I really, really needed the break. Work has its stresses and its demands, and I can handle that. I haven't been in the working world all that long, but I've already adopted the perspective of a career person. Going back to school, while not nearly as difficult to balance with work as I feared it may be, does something strange to my internal wiring. It wasn't very long ago that I was a student. I thought like a student. I talked like a student. I totally still look young enough to be a student (In fact, I occasionally catch people doing a double-take when they notice my wedding ring, as if to ask, "Could that be legal?"). I still remember what it felt like: the looming insecurities, the small victories, the occasional panic attacks. But that's not me anymore. My priorities, motivations, aspirations, they've all shifted to adapt to this new way of life that exists beyond Academia.
A lot of people go back to school, but most of them can stay away for more than two years. People who return in their 30s and 40s are firmly entrenched in their adult perspectives. Most of them don't really remember what it was like to be a student, just like I don't remember what it was like to be a toddler. They come at it with a confidence and bearing that usually makes them look like know-it-alls. It annoyed me when I'd have classes with older students (especially when they'd try to be all chummy with the professors), but their behavioral patterns were so across-the-board, I eventually came to the conclusion that it was just how they naturally went about everything. They were confident. They'd been supporting their families for 20 years, by God. They read books for fun now. And so what if they looked at us young folks with disdain. It's not the best attitude to have, but it's a perfectly natural one. They had hardly anything in common with us.
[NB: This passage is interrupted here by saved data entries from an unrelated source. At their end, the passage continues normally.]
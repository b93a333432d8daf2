//! Operator stages.

use std::fmt;

use tessera_core::Path;
use tessera_expr::{AggregateCall, Expr};

use crate::Stream;

/// One stage of a stream.
///
/// Sources (`SeqScan`, `DocsEmit`, `Union`, `Concat`) produce documents and
/// belong at the head of a stream; any stages before a source are not run.
#[derive(Debug, Clone, PartialEq)]
pub enum Operator {
    /// Every document of a table, in storage order.
    SeqScan(String),
    /// Documents for which the predicate is truthy.
    Filter(Expr),
    /// A new document per input, one field per expression.
    Project(Vec<Expr>),
    /// Ascending stable sort on the key.
    Sort(Expr),
    /// Descending stable sort on the key.
    SortReverse(Expr),
    Skip(u64),
    Take(u64),
    /// One output document per run of adjacent equal keys.
    GroupAggregate {
        key: Option<Expr>,
        aggregators: Vec<AggregateCall>,
    },
    /// Branch outputs in order, dropping documents already emitted.
    Union(Vec<Stream>),
    /// Branch outputs in order.
    Concat(Vec<Stream>),
    PathsSet(Path, Expr),
    PathsUnset(Path),
    /// Documents given as expressions, evaluated in the input environment.
    DocsEmit(Vec<Expr>),
}

impl Operator {
    pub fn seq_scan(table: impl Into<String>) -> Self {
        Operator::SeqScan(table.into())
    }

    pub fn group_aggregate(key: Option<Expr>, aggregators: Vec<AggregateCall>) -> Self {
        Operator::GroupAggregate { key, aggregators }
    }
}

fn write_joined<T: fmt::Display>(f: &mut fmt::Formatter<'_>, items: &[T]) -> fmt::Result {
    for (i, item) in items.iter().enumerate() {
        if i > 0 {
            write!(f, ", ")?;
        }
        write!(f, "{}", item)?;
    }
    Ok(())
}

impl fmt::Display for Operator {
    fn fmt(&self, f: &mut fmt::Formatter<'_>) -> fmt::Result {
        match self {
            Operator::SeqScan(table) => write!(f, "table.Scan({})", Path::field(table.as_str())),
            Operator::Filter(e) => write!(f, "docs.Filter({})", e),
            Operator::Project(exprs) => {
                write!(f, "docs.Project(")?;
                write_joined(f, exprs)?;
                write!(f, ")")
            }
            Operator::Sort(e) => write!(f, "docs.Sort({})", e),
            Operator::SortReverse(e) => write!(f, "docs.SortReverse({})", e),
            Operator::Skip(n) => write!(f, "docs.Skip({})", n),
            Operator::Take(n) => write!(f, "docs.Take({})", n),
            Operator::GroupAggregate { key, aggregators } => {
                write!(f, "docs.GroupAggregate(")?;
                match key {
                    Some(key) => write!(f, "{}", key)?,
                    None => write!(f, "NULL")?,
                }
                for agg in aggregators {
                    write!(f, ", {}", agg)?;
                }
                write!(f, ")")
            }
            Operator::Union(streams) => {
                write!(f, "union(")?;
                write_joined(f, streams)?;
                write!(f, ")")
            }
            Operator::Concat(streams) => {
                write!(f, "concat(")?;
                write_joined(f, streams)?;
                write!(f, ")")
            }
            Operator::PathsSet(path, e) => write!(f, "paths.Set({}, {})", path, e),
            Operator::PathsUnset(path) => write!(f, "paths.Unset({})", path),
            Operator::DocsEmit(exprs) => {
                write!(f, "docs.Emit(")?;
                write_joined(f, exprs)?;
                write!(f, ")")
            }
        }
    }
}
I've concluded that those people have it easier than I do. When I walk into the school, I smell it, and all those memories about being a student that are still waiting in line to be replaced by grown-up stuff come back to front and center. So it leaves me, for the rest of the day (including my work day), feeling like I'm either pretending to be a kid or pretending to be an adult. Mostly, I find it an amusing social experiment on my favorite guinea pig: me. But it has a cumulative effect of weirdness and identity confusion from which I could use a sabbatical.